──────── Data for this exercise

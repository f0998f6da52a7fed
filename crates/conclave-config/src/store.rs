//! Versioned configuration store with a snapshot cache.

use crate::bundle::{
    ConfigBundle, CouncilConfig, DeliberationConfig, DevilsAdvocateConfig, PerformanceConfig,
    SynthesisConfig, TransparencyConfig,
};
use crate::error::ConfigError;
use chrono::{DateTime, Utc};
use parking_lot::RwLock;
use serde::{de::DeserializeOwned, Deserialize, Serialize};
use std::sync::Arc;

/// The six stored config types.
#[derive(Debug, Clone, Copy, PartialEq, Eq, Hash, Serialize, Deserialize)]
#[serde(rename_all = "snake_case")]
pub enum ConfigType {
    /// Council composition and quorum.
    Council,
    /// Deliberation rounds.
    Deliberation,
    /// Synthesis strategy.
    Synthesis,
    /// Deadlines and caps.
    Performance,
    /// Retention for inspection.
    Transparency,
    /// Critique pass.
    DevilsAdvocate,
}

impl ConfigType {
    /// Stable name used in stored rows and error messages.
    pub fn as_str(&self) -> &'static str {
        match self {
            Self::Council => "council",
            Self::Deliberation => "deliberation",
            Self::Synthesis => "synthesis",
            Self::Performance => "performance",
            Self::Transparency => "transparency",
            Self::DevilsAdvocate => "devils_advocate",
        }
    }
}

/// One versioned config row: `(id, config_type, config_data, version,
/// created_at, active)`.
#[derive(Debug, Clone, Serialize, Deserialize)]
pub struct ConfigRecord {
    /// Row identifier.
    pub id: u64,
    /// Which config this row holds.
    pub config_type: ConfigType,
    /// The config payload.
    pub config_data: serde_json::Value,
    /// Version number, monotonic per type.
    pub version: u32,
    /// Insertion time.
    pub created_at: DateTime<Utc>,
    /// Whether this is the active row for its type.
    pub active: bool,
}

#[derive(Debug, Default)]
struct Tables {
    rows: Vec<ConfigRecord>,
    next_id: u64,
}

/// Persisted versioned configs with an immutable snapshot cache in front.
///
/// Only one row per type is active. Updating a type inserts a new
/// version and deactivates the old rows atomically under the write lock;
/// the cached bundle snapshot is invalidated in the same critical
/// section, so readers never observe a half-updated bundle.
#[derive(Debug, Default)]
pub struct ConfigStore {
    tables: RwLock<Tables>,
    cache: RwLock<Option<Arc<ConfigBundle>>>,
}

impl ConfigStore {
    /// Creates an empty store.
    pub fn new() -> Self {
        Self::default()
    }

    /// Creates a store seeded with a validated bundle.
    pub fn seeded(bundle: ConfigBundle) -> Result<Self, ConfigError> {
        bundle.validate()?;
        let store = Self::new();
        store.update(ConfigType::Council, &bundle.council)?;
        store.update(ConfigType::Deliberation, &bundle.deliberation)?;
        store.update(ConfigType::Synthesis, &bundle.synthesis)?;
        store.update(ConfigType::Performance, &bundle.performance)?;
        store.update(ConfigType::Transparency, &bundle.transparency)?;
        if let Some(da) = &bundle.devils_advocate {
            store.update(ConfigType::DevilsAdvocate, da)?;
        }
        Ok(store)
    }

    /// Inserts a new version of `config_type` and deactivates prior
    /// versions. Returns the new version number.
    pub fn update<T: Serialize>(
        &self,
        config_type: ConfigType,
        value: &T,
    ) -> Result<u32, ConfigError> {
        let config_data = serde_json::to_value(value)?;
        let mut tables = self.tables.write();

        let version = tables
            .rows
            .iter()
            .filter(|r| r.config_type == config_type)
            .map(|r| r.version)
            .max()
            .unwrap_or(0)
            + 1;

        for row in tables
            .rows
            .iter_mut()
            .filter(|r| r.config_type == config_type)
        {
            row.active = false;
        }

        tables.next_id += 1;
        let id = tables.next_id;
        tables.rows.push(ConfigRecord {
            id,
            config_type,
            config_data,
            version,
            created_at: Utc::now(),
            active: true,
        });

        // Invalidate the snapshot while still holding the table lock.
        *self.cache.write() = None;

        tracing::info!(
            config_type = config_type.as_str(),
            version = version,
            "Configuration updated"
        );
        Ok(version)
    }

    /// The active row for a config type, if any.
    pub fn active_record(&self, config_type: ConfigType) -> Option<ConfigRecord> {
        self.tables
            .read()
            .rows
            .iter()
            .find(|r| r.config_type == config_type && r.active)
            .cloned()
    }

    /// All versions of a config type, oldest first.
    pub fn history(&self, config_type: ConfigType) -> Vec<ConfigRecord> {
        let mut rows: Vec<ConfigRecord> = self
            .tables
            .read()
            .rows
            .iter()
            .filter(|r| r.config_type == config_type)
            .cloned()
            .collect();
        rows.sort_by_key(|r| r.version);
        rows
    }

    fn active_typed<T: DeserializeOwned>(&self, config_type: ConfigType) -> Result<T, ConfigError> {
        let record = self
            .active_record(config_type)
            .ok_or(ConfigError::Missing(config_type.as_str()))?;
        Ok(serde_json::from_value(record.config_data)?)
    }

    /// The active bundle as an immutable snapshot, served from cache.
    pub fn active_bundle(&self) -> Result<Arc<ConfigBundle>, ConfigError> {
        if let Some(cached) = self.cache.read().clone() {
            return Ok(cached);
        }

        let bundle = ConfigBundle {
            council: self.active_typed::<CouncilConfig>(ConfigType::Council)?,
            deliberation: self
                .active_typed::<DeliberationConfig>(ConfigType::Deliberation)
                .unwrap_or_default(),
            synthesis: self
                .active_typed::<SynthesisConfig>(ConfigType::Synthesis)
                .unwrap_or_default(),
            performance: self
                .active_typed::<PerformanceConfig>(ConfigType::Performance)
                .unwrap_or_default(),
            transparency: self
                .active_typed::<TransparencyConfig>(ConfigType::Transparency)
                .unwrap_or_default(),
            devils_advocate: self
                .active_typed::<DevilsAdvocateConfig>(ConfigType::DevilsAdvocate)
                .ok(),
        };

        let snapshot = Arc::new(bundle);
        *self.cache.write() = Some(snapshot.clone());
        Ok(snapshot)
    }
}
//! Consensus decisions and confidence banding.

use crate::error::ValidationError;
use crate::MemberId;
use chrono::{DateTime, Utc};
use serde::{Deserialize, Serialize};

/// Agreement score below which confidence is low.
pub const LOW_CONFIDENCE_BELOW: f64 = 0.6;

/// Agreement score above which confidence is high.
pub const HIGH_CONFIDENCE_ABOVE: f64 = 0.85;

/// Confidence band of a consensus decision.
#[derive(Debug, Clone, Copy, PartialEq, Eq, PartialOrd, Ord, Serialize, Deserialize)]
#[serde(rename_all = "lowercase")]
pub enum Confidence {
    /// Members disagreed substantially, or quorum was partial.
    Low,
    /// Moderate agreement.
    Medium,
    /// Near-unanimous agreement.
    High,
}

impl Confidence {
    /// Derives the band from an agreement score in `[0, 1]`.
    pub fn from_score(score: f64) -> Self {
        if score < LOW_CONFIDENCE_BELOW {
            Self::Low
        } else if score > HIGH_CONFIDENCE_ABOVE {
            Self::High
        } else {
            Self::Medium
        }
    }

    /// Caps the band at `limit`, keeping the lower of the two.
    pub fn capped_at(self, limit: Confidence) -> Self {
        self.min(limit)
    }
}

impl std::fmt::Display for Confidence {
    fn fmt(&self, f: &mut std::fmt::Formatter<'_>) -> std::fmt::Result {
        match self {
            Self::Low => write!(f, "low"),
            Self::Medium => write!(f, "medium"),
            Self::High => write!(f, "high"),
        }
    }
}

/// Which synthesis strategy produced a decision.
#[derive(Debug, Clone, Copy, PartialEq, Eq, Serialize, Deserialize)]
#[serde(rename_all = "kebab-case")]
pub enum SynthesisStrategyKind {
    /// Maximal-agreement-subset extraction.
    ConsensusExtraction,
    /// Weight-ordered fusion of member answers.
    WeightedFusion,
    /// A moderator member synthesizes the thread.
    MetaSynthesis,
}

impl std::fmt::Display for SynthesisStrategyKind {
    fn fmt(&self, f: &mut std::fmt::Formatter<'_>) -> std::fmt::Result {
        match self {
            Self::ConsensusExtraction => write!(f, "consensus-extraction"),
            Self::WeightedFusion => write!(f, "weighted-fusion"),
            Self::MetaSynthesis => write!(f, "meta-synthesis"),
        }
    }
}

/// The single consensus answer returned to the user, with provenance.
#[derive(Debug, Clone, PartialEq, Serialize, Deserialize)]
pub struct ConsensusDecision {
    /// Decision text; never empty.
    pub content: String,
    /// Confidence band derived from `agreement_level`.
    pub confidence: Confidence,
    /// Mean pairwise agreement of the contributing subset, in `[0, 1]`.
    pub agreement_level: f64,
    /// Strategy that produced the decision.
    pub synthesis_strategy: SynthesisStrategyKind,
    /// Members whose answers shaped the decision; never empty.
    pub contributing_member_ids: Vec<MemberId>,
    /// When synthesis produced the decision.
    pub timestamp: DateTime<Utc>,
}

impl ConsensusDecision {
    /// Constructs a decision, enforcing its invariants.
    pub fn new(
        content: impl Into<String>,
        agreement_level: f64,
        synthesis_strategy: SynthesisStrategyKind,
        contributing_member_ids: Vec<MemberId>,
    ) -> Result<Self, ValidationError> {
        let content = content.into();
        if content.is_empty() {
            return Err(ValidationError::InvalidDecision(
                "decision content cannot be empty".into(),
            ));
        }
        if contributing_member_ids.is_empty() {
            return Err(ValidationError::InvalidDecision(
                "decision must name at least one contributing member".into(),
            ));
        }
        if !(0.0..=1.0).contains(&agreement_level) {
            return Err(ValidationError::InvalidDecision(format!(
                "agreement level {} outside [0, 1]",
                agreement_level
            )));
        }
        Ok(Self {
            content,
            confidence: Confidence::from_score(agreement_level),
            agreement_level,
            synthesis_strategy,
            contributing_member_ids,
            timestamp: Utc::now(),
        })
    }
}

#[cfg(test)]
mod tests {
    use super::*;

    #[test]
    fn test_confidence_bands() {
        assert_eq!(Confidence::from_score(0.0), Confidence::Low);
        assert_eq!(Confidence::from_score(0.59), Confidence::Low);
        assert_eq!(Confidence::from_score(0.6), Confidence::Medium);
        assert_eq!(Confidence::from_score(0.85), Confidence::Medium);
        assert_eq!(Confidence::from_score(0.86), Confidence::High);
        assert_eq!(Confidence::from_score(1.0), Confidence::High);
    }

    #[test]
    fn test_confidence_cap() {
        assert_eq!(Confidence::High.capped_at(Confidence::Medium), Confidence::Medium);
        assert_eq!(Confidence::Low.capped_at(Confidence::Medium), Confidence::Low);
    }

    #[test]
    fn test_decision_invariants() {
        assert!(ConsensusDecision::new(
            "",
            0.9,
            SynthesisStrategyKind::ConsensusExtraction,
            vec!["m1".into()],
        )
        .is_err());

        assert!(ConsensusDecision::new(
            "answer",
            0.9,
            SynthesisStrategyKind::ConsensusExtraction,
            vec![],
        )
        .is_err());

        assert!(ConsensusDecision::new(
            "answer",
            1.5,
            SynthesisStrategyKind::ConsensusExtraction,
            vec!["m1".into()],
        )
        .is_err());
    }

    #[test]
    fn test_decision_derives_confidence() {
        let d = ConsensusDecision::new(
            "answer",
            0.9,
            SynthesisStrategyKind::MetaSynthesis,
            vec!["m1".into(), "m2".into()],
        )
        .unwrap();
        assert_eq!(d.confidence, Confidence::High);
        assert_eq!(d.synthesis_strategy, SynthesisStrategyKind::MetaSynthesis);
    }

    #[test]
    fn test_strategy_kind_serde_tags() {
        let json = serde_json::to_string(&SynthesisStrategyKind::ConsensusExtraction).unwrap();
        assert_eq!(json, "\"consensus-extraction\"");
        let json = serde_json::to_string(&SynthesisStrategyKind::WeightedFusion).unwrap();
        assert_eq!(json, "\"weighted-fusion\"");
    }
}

────────────────

» Exercise requirements:
Check each line above for the word "ValidationError" and copy every line that has it.

» Output for this task:
use crate::error::ValidationError;
    ) -> Result<Self, ValidationError> {
            return Err(ValidationError::InvalidDecision(
            return Err(ValidationError::InvalidDecision(
            return Err(ValidationError::InvalidDecision(format!(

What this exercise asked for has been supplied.